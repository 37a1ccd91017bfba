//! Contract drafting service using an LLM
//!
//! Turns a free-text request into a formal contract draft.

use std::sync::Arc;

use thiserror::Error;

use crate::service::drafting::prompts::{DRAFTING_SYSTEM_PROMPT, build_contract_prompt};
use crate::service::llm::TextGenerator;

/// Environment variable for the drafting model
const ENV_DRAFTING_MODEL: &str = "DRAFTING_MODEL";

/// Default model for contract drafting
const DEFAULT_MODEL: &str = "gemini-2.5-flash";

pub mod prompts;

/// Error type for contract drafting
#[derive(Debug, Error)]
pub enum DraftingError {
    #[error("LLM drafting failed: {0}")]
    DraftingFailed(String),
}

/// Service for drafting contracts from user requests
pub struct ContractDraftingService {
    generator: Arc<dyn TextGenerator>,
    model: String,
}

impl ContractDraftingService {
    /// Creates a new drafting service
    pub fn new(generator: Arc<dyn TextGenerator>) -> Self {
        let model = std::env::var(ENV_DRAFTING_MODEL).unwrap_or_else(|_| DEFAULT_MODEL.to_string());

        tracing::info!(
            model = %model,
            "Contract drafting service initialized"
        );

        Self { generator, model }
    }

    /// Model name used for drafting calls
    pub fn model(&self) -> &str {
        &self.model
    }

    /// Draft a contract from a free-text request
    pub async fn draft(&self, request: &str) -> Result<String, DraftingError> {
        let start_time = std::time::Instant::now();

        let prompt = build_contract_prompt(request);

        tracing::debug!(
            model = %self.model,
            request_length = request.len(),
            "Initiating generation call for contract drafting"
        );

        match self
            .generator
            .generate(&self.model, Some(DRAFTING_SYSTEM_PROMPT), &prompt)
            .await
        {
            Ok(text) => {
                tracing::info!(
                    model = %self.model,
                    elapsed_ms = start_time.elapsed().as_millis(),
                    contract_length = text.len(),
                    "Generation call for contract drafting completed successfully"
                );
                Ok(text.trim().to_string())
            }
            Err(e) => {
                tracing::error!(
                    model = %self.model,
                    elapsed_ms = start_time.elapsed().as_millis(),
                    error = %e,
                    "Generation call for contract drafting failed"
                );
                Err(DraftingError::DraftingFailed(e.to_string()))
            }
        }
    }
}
———
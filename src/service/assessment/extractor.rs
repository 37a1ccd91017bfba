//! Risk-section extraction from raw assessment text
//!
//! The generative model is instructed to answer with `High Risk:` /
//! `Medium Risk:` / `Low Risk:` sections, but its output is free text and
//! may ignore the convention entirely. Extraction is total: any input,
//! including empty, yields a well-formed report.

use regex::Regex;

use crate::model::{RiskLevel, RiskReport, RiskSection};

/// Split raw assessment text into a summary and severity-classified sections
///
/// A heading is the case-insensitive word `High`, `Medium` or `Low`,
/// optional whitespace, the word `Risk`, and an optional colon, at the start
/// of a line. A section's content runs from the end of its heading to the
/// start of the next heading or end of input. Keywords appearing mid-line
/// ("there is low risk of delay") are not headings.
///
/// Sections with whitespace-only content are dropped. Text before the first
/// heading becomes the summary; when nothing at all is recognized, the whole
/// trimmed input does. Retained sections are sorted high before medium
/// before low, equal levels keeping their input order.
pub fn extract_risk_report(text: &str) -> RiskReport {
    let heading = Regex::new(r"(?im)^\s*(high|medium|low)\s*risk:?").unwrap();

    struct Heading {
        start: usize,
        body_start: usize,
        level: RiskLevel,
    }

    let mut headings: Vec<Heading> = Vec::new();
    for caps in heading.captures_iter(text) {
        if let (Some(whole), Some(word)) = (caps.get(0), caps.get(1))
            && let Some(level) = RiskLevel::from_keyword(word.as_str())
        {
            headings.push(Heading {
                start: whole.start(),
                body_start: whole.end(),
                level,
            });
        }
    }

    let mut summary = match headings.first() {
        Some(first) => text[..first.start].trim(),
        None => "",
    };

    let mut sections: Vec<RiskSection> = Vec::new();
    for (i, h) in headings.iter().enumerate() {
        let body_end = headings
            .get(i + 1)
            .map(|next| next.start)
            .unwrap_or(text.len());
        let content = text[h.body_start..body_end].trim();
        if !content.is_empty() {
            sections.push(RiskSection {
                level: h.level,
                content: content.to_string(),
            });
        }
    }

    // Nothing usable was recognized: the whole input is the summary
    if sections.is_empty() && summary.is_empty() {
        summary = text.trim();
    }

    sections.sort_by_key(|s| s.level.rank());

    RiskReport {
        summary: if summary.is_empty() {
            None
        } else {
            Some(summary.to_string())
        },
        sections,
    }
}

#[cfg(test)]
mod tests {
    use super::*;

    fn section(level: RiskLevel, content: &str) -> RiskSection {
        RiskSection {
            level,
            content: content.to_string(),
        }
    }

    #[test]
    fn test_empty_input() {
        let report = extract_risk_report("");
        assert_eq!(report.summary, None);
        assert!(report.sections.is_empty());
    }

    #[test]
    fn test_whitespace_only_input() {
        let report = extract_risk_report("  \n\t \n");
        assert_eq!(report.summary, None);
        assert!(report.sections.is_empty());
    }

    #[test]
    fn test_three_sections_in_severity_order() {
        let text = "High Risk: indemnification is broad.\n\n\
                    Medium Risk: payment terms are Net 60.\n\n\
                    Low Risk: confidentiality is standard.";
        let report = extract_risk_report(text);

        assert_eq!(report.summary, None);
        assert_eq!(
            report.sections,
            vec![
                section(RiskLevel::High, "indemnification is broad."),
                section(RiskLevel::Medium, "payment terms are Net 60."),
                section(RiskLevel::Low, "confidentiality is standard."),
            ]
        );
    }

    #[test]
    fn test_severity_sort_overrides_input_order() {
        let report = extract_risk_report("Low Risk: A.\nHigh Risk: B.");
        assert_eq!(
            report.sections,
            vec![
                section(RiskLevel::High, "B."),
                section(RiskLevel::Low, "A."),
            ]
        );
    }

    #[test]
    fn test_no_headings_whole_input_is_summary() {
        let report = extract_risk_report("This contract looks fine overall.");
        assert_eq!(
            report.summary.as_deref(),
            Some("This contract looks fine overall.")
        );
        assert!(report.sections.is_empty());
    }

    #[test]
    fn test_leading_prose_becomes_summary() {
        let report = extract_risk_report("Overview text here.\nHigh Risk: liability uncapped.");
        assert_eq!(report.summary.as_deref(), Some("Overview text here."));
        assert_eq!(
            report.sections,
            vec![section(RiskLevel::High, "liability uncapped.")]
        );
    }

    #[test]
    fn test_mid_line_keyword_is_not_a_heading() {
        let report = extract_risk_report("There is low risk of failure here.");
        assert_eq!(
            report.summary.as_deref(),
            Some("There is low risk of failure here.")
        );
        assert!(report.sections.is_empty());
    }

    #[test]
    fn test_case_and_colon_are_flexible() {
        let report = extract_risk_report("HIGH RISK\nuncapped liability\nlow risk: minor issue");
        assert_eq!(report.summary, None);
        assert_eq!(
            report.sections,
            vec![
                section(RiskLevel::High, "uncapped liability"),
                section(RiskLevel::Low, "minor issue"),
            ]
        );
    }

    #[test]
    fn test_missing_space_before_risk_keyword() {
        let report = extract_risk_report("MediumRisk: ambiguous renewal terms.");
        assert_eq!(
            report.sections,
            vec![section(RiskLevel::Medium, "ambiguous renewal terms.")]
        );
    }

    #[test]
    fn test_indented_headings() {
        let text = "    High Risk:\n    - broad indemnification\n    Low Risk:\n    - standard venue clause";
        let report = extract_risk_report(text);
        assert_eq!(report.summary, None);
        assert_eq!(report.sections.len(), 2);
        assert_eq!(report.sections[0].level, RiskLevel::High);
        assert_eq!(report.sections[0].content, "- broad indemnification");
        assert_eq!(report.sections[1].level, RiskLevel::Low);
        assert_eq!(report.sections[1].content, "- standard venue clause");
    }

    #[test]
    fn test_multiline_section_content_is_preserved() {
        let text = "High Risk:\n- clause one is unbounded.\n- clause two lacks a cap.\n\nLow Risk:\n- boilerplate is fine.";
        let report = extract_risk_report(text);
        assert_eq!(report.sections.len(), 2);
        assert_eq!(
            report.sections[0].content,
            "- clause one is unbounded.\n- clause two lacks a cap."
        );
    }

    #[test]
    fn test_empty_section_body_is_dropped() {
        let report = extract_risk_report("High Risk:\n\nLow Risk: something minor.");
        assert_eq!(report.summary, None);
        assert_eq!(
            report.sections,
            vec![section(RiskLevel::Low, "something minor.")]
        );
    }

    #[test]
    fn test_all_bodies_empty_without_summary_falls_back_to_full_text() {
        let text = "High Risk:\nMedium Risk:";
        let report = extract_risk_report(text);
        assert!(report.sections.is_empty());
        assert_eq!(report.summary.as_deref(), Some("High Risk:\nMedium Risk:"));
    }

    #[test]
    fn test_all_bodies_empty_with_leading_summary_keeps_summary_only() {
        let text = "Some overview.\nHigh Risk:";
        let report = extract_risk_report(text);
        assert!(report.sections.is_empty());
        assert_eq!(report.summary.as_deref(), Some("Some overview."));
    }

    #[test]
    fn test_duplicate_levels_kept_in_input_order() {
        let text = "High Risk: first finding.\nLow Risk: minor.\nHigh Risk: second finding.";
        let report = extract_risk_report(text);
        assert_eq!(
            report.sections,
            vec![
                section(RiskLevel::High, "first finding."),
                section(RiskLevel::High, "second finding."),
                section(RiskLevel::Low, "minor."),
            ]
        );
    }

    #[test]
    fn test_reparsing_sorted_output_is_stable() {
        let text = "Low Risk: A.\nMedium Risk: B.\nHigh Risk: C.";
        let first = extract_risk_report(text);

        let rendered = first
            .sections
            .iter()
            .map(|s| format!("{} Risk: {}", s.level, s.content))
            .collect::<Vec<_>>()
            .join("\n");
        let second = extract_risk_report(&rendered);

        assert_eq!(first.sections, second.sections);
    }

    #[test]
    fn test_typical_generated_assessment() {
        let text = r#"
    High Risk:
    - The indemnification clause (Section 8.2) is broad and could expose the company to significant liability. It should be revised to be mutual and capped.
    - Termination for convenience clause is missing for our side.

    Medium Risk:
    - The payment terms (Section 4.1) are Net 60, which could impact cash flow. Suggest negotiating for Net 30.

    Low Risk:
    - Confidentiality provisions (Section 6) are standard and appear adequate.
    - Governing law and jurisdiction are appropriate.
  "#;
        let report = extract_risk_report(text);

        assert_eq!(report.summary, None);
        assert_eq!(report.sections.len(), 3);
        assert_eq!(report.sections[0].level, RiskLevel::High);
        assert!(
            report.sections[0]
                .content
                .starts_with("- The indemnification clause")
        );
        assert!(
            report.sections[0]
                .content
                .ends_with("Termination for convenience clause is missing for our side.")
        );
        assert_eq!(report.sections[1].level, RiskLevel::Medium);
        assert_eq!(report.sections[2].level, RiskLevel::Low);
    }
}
———
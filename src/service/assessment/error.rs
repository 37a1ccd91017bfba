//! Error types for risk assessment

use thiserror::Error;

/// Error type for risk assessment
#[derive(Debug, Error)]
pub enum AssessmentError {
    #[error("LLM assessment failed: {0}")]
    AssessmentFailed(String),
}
———
• [Task prompt]
Lines above with the word "filename" should be counted, and the reply is that count alone.

• [Written response]
2